In so contending, the IRS relies upon the construction of Secs. 6103(c) and (e)(7), and the interrelationship between these statutory provisions and the Information Act, declared by Zale Corporation v. United States Internal Revenue Service, 481 F.Supp. 486 (D.C.D.C.1979). Zale held that Sec. 6103(e)(7) (then (e)(6)) was intended to provide the sole standard governing disclosure or nondisclosure of tax return information, rather than being merely support for a claim of exemption under the Information Act's Sec. 552(b)(3) exemption. Construing Sec. 6103's particularized regulation of release of return information as a self-contained statutory scheme, Zale concluded that the generalized disclosure requirements of the Information Act were not applicable at all to regulation of the disclosure/nondisclosure of tax return information. Zale held, therefore, that judicial review of the agency's nondisclosure of tax return information was limited by the Administrative Procedure Act, 5 U.S.C. Sec. 701 et seq., to determining whether the Secretary's action was arbitrary or an abuse of his discretion in his impairment determination upon which nondisclosure was based. 481 F.Supp. at 490. The Zale court found no such abuse and upheld nondisclosure. 481 F.Supp. at 491.
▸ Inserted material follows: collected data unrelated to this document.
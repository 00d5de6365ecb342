//! Durable record writing
//!
//! Exactly one logical writer exists per crawl: a dedicated task owns the
//! destination file and drains an mpsc channel of completed records.
//! Workers never touch the file. Each record is serialized to one buffer
//! and written with a single write call followed by a flush, so a crash or
//! cancellation mid-append never leaves a partially visible record.

use crate::output::PageRecord;
use crate::CrawlError;
use std::path::{Path, PathBuf};
use tokio::fs::OpenOptions;
use tokio::io::AsyncWriteExt;
use tokio::sync::mpsc;
use tokio::task::JoinHandle;

/// Name used when the destination is a directory
pub const RECORDS_FILE_NAME: &str = "records.jsonl";

/// Worker-side handle to the single writer task
#[derive(Clone)]
pub struct RecordWriter {
    tx: mpsc::Sender<PageRecord>,
}

impl RecordWriter {
    /// Hands one completed record to the writer task.
    ///
    /// Ordering between workers is whatever the channel serializes; within
    /// the file every record is whole.
    pub async fn append(&self, record: PageRecord) -> Result<(), CrawlError> {
        self.tx
            .send(record)
            .await
            .map_err(|_| CrawlError::WriterClosed)
    }
}

/// Resolves the user-supplied destination to a concrete records file.
///
/// A directory (existing, or a path with no extension that can be created)
/// receives `records.jsonl` inside it; anything else is treated as the file
/// itself. The parent directory is created as needed.
pub fn resolve_destination(dest: &Path) -> Result<PathBuf, CrawlError> {
    let as_dir = dest.is_dir() || (!dest.exists() && dest.extension().is_none());

    let file_path = if as_dir {
        std::fs::create_dir_all(dest).map_err(|e| CrawlError::Destination {
            path: dest.to_path_buf(),
            source: e,
        })?;
        dest.join(RECORDS_FILE_NAME)
    } else {
        if let Some(parent) = dest.parent() {
            if !parent.as_os_str().is_empty() {
                std::fs::create_dir_all(parent).map_err(|e| CrawlError::Destination {
                    path: dest.to_path_buf(),
                    source: e,
                })?;
            }
        }
        dest.to_path_buf()
    };

    Ok(file_path)
}

/// Opens the records file and spawns the writer task.
///
/// Returns the worker-side handle and the join handle; awaiting the join
/// handle after all `RecordWriter` clones are dropped drains the channel,
/// flushes, and yields the number of records written.
pub async fn spawn_writer(
    file_path: PathBuf,
) -> Result<(RecordWriter, JoinHandle<std::io::Result<u64>>), CrawlError> {
    let mut file = OpenOptions::new()
        .create(true)
        .append(true)
        .open(&file_path)
        .await
        .map_err(|e| CrawlError::Destination {
            path: file_path.clone(),
            source: e,
        })?;

    let (tx, mut rx) = mpsc::channel::<PageRecord>(64);

    let handle = tokio::spawn(async move {
        let mut written: u64 = 0;
        while let Some(record) = rx.recv().await {
            let mut line = match serde_json::to_vec(&record) {
                Ok(line) => line,
                Err(e) => {
                    // A record that cannot serialize is a bug, not a reason
                    // to corrupt the file
                    tracing::error!("Dropping unserializable record for {}: {}", record.url, e);
                    continue;
                }
            };
            line.push(b'\n');

            file.write_all(&line).await?;
            file.flush().await?;
            written += 1;
            tracing::trace!("Wrote record {} for {}", written, record.url);
        }
        file.sync_data().await?;
        Ok(written)
    });

    Ok((RecordWriter { tx }, handle))
}

#[cfg(test)]
mod tests {
    use super::*;
    use crate::output::RecordStatus;
    use chrono::Utc;

    fn record(url: &str) -> PageRecord {
        PageRecord {
            url: url.to_string(),
            depth: 0,
            status: RecordStatus::Succeeded { http_status: 200 },
            content: None,
            links: Vec::new(),
            fetched_at: Utc::now(),
        }
    }

    #[test]
    fn test_resolve_destination_existing_dir() {
        let dir = tempfile::tempdir().unwrap();
        let path = resolve_destination(dir.path()).unwrap();
        assert_eq!(path, dir.path().join(RECORDS_FILE_NAME));
    }

    #[test]
    fn test_resolve_destination_file_path() {
        let dir = tempfile::tempdir().unwrap();
        let file = dir.path().join("out.jsonl");
        let path = resolve_destination(&file).unwrap();
        assert_eq!(path, file);
    }

    #[test]
    fn test_resolve_destination_creates_missing_dir() {
        let dir = tempfile::tempdir().unwrap();
        let nested = dir.path().join("a").join("b");
        let path = resolve_destination(&nested).unwrap();
        assert_eq!(path, nested.join(RECORDS_FILE_NAME));
        assert!(nested.is_dir());
    }

    #[test]
    fn test_resolve_destination_unwritable() {
        let result = resolve_destination(Path::new("/proc/no-such/deep/dir"));
        assert!(matches!(result, Err(CrawlError::Destination { .. })));
    }

    #[tokio::test]
    async fn test_writer_appends_complete_lines() {
        let dir = tempfile::tempdir().unwrap();
        let path = dir.path().join("out.jsonl");

        let (writer, handle) = spawn_writer(path.clone()).await.unwrap();
        writer.append(record("https://example.com/a")).await.unwrap();
        writer.append(record("https://example.com/b")).await.unwrap();
        drop(writer);

        let written = handle.await.unwrap().unwrap();
        assert_eq!(written, 2);

        let content = std::fs::read_to_string(&path).unwrap();
        let lines: Vec<&str> = content.lines().collect();
        assert_eq!(lines.len(), 2);
        for line in lines {
            let parsed: PageRecord = serde_json::from_str(line).unwrap();
            assert!(parsed.url.starts_with("https://example.com/"));
        }
        assert!(content.ends_with('\n'));
    }

    #[tokio::test]
    async fn test_writer_appends_to_existing_file() {
        let dir = tempfile::tempdir().unwrap();
        let path = dir.path().join("out.jsonl");

        let (writer, handle) = spawn_writer(path.clone()).await.unwrap();
        writer.append(record("https://example.com/first")).await.unwrap();
        drop(writer);
        handle.await.unwrap().unwrap();

        let (writer, handle) = spawn_writer(path.clone()).await.unwrap();
        writer.append(record("https://example.com/second")).await.unwrap();
        drop(writer);
        handle.await.unwrap().unwrap();

        let content = std::fs::read_to_string(&path).unwrap();
        assert_eq!(content.lines().count(), 2);
    }

    #[tokio::test]
    async fn test_append_after_writer_exit_errors() {
        let dir = tempfile::tempdir().unwrap();
        let path = dir.path().join("out.jsonl");

        let (writer, handle) = spawn_writer(path).await.unwrap();
        handle.abort();
        let _ = handle.await;

        let result = writer.append(record("https://example.com/late")).await;
        assert!(matches!(result, Err(CrawlError::WriterClosed)));
    }
}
Whatever the merits of the Zale interpretation, this circuit has held to the contrary. Chamberlain v. Kurtz, 589 F.2d 827 (5th Cir.), cert. denied, 444 U.S. 842, 100 S.Ct. 82, 62 L.Ed.2d 54 (1979). In Chamberlain, we held that 26 U.S.C. Secs. 6103(c) and (e)(7) (then, (e)(6)), indeed met the requirement of an exempting statute under Exemption 3(B), 5 U.S.C. Secs. 552(b)(3)(B) (quoted in note 2 supra )--as establishing sufficiently "particular criteria" on "particular types" of records to be withheld--so as "to avoid the evils of unfettered agency discretion with which Congress was trying to deal when [in 1977] it [more restrictively] amended Exemption 3." 589 F.2d at 839. Therefore, Sec. 6103(c), (e)(7) "permits the Secretary to withhold return information if he determines that such disclosure would 'seriously impair Federal tax administration.' " 589 F.2d at 843.

However, we also held that, under the Information Act, the IRS has "the burden of sustaining a decision to withhold information" from the taxpayer. 589 F.2d at 841. 5 Thus, contrary to the subsequent construction of Zale, supra, we held in Chamberlain that Sec. 6103(c), (e)(7) provide criteria for nondisclosure under Exemption 3, but that on judicial review the agency bears the...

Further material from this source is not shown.